» Task goal
Your task is to find every line in the records that holds the string "return" and copy it.
::::::::
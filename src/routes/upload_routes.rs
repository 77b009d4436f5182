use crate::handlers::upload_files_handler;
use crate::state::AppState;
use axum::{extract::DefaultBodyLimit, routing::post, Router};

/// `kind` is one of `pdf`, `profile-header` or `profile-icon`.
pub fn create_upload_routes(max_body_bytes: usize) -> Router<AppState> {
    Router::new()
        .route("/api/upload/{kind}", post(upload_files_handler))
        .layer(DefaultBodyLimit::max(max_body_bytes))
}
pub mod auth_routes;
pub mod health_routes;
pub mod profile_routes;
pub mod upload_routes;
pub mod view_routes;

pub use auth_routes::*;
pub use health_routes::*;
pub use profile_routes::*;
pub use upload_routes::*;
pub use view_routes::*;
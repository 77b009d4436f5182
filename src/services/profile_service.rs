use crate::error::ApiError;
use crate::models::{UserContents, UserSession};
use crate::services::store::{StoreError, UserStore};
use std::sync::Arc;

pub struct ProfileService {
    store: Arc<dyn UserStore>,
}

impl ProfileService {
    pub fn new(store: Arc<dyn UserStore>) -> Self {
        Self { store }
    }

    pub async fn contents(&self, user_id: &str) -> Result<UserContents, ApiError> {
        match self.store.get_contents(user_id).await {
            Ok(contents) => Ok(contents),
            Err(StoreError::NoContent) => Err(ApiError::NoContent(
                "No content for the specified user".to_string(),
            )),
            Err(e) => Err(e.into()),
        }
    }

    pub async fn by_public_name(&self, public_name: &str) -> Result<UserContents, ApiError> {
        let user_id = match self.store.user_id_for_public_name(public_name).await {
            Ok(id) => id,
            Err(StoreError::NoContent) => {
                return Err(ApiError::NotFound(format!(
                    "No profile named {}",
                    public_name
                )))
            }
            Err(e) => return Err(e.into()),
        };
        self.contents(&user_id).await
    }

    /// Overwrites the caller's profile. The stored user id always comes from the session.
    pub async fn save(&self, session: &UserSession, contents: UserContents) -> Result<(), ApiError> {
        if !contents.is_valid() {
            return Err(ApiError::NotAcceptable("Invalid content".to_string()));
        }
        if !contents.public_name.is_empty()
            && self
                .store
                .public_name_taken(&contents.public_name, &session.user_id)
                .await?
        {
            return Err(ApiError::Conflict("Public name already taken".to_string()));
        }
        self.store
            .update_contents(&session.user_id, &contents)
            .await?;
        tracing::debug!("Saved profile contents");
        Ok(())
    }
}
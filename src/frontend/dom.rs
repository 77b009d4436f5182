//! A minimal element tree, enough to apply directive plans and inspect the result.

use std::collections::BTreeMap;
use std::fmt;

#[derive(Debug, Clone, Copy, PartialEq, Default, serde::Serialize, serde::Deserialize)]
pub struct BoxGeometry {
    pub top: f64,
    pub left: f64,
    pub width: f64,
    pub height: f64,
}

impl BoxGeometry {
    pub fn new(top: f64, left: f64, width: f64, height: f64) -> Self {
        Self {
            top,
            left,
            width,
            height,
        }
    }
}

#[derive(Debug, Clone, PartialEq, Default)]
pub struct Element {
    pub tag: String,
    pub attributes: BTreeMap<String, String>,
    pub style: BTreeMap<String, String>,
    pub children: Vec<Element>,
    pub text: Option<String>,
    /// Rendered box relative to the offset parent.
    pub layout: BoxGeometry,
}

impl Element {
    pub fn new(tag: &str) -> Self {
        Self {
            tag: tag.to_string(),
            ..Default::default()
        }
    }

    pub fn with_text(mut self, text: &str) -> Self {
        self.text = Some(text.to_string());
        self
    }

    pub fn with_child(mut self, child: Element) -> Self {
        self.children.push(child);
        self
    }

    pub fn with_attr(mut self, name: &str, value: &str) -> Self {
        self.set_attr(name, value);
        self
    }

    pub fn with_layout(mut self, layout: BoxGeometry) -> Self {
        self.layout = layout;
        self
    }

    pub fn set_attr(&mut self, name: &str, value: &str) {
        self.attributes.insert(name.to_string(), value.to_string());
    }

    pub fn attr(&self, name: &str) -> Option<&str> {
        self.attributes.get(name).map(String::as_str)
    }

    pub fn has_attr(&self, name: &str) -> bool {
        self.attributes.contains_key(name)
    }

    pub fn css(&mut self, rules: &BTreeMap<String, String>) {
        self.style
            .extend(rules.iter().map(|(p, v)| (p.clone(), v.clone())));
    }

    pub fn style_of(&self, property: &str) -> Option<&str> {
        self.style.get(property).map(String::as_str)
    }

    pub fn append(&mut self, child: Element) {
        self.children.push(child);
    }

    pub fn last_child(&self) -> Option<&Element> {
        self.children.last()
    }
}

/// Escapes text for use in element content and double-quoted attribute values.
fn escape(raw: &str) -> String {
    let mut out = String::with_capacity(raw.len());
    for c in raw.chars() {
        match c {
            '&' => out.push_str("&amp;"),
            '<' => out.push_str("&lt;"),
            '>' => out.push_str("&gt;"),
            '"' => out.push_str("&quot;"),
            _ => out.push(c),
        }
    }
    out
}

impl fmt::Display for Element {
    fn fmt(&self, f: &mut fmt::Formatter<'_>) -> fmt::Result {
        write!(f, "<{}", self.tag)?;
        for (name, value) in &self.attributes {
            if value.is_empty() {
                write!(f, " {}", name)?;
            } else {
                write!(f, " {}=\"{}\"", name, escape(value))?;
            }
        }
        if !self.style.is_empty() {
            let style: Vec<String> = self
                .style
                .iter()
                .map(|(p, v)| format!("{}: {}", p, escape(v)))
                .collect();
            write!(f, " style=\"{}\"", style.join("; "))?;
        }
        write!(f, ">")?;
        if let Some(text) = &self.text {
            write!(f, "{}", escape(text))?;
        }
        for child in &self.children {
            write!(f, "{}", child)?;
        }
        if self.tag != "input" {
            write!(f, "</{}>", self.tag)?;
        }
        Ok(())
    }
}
::::::::
» Reply
                return Err(ApiError::NotFound(format!(
            Err(e) => return Err(e.into()),
            return Err(ApiError::NotAcceptable("Invalid content".to_string()));
            return Err(ApiError::Conflict("Public name already taken".to_string()));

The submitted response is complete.